::: DATA TO EXAMINE

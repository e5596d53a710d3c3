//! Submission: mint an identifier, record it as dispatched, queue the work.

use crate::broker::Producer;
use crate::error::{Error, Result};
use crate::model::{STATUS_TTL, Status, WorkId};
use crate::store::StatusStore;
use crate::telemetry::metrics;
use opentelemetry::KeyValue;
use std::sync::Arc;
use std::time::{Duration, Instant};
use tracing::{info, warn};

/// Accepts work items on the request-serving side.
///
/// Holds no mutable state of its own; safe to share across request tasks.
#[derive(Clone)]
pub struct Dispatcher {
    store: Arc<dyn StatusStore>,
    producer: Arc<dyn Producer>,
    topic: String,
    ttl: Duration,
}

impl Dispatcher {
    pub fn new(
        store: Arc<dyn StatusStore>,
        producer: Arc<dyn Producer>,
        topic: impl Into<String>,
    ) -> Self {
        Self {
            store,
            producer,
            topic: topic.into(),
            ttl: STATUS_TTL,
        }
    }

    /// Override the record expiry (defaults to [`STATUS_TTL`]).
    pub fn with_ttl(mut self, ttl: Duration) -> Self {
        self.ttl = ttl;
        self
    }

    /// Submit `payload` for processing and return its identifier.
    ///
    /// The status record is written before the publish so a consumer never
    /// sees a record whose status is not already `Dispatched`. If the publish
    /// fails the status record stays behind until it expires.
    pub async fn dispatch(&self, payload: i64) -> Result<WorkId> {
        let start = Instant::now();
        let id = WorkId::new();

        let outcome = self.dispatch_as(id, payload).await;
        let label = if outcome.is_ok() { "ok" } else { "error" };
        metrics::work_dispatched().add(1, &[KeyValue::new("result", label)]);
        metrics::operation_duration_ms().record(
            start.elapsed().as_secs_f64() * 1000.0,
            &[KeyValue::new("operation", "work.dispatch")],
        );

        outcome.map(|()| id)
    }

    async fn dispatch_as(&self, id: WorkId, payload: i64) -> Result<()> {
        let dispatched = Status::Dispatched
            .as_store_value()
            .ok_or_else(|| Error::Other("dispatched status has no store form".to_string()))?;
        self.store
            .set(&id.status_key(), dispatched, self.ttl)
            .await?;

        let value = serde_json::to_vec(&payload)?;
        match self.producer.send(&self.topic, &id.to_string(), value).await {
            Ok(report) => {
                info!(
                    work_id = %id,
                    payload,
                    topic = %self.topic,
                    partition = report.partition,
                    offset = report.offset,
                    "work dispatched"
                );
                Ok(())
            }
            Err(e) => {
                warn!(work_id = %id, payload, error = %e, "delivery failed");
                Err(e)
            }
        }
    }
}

::::::

## ACTIVITY
From the entries above, print the lines beginning at the one with "pub fn with_ttl(mut" and stopping after the one with "a consumer never", exactly as written and with nothing else.

## PROBLEM SOLUTION
    pub fn with_ttl(mut self, ttl: Duration) -> Self {
        self.ttl = ttl;
        self
    }

    /// Submit `payload` for processing and return its identifier.
    ///
    /// The status record is written before the publish so a consumer never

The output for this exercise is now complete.